PROPERTY OF A PRIVATE COLLECTOR
With their inscription and Masonic imagery, the fire buckets were likely originally the property of John Rowe (1715-1787), the wealthy merchant, conservative Whig and diarist of Boston. He was a member of the Masonic fraternity, and became a Grand Master of the order in 1768. While this chest could also have been his property, it could have also been originally owned by John (Jack) Rowe (1765-1812), the nephew and namesake of John Rowe who was adopted by John and his wife Hannah (1725-1805) at age 7. Young John was the son of Jacob Rowe, John Rowe’s brother, who emigrated to Quebec, Canada around 1741. Young John graduated from Harvard in 1783 and was a classmate of Harrison Gray Otis and William Prescott. He married in Gloucester in 1792 and represented the town in the House of Representatives from 1796 to 1805. In 1806, he represented Essex County in the Senate. He later lived in Quincy, where he died in 1812.

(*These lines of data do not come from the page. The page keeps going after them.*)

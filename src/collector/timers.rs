//! Re-armable one-shot timers
//!
//! Each timer owns a small named thread parked on a condvar. Arming
//! replaces any pending deadline; on expiry the timer posts its event flag
//! and goes back to sleep. The firing path never touches collector state.

use super::events::EventSignal;
use parking_lot::{Condvar, Mutex};
use std::sync::Arc;
use std::thread::{self, JoinHandle};
use std::time::{Duration, Instant};

struct TimerState {
    deadline: Option<Instant>,
    /// Bumped on every arm/cancel so a stale wakeup never fires
    generation: u64,
    shutdown: bool,
}

struct TimerInner {
    state: Mutex<TimerState>,
    cond: Condvar,
}

/// One-shot timer posting an event flag on expiry
pub struct OneShot {
    inner: Arc<TimerInner>,
    handle: Option<JoinHandle<()>>,
}

impl OneShot {
    pub fn spawn(name: &str, signal: Arc<EventSignal>, flag: u16) -> Self {
        let inner = Arc::new(TimerInner {
            state: Mutex::new(TimerState {
                deadline: None,
                generation: 0,
                shutdown: false,
            }),
            cond: Condvar::new(),
        });

        let thread_inner = Arc::clone(&inner);
        let handle = thread::Builder::new()
            .name(name.to_string())
            .spawn(move || timer_loop(thread_inner, signal, flag))
            .expect("failed to spawn timer thread");

        Self {
            inner,
            handle: Some(handle),
        }
    }

    /// Arm (or re-arm) the timer.
    pub fn arm(&self, delay: Duration) {
        let mut state = self.inner.state.lock();
        state.deadline = Some(Instant::now() + delay);
        state.generation += 1;
        self.inner.cond.notify_one();
    }

    /// Clear any pending deadline.
    pub fn cancel(&self) {
        let mut state = self.inner.state.lock();
        state.deadline = None;
        state.generation += 1;
        self.inner.cond.notify_one();
    }

    /// True while a deadline is pending.
    pub fn is_active(&self) -> bool {
        self.inner.state.lock().deadline.is_some()
    }
}

impl Drop for OneShot {
    fn drop(&mut self) {
        {
            let mut state = self.inner.state.lock();
            state.shutdown = true;
            self.inner.cond.notify_one();
        }
        if let Some(handle) = self.handle.take() {
            let _ = handle.join();
        }
    }
}

fn timer_loop(inner: Arc<TimerInner>, signal: Arc<EventSignal>, flag: u16) {
    let mut state = inner.state.lock();
    loop {
        if state.shutdown {
            break;
        }

        match state.deadline {
            None => {
                inner.cond.wait(&mut state);
            }
            Some(deadline) => {
                let generation = state.generation;
                let timed_out = inner.cond.wait_until(&mut state, deadline).timed_out();
                // Only fire if nobody re-armed or cancelled while we slept
                if timed_out && state.generation == generation {
                    state.deadline = None;
                    signal.post(flag);
                }
            }
        }
    }
}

After the elder John’s death in 1787 and his wife’s death in 1805, Jack Rowe and his family inherited some of their belongings including John Rowe’s diary and a Boston bombe slant front desk that descended through the Jack Rowe branch of the family before being sold at auction in 2004. It later sold in these rooms, Important Americana, January 19, 20, & 21, 2007, lot 363.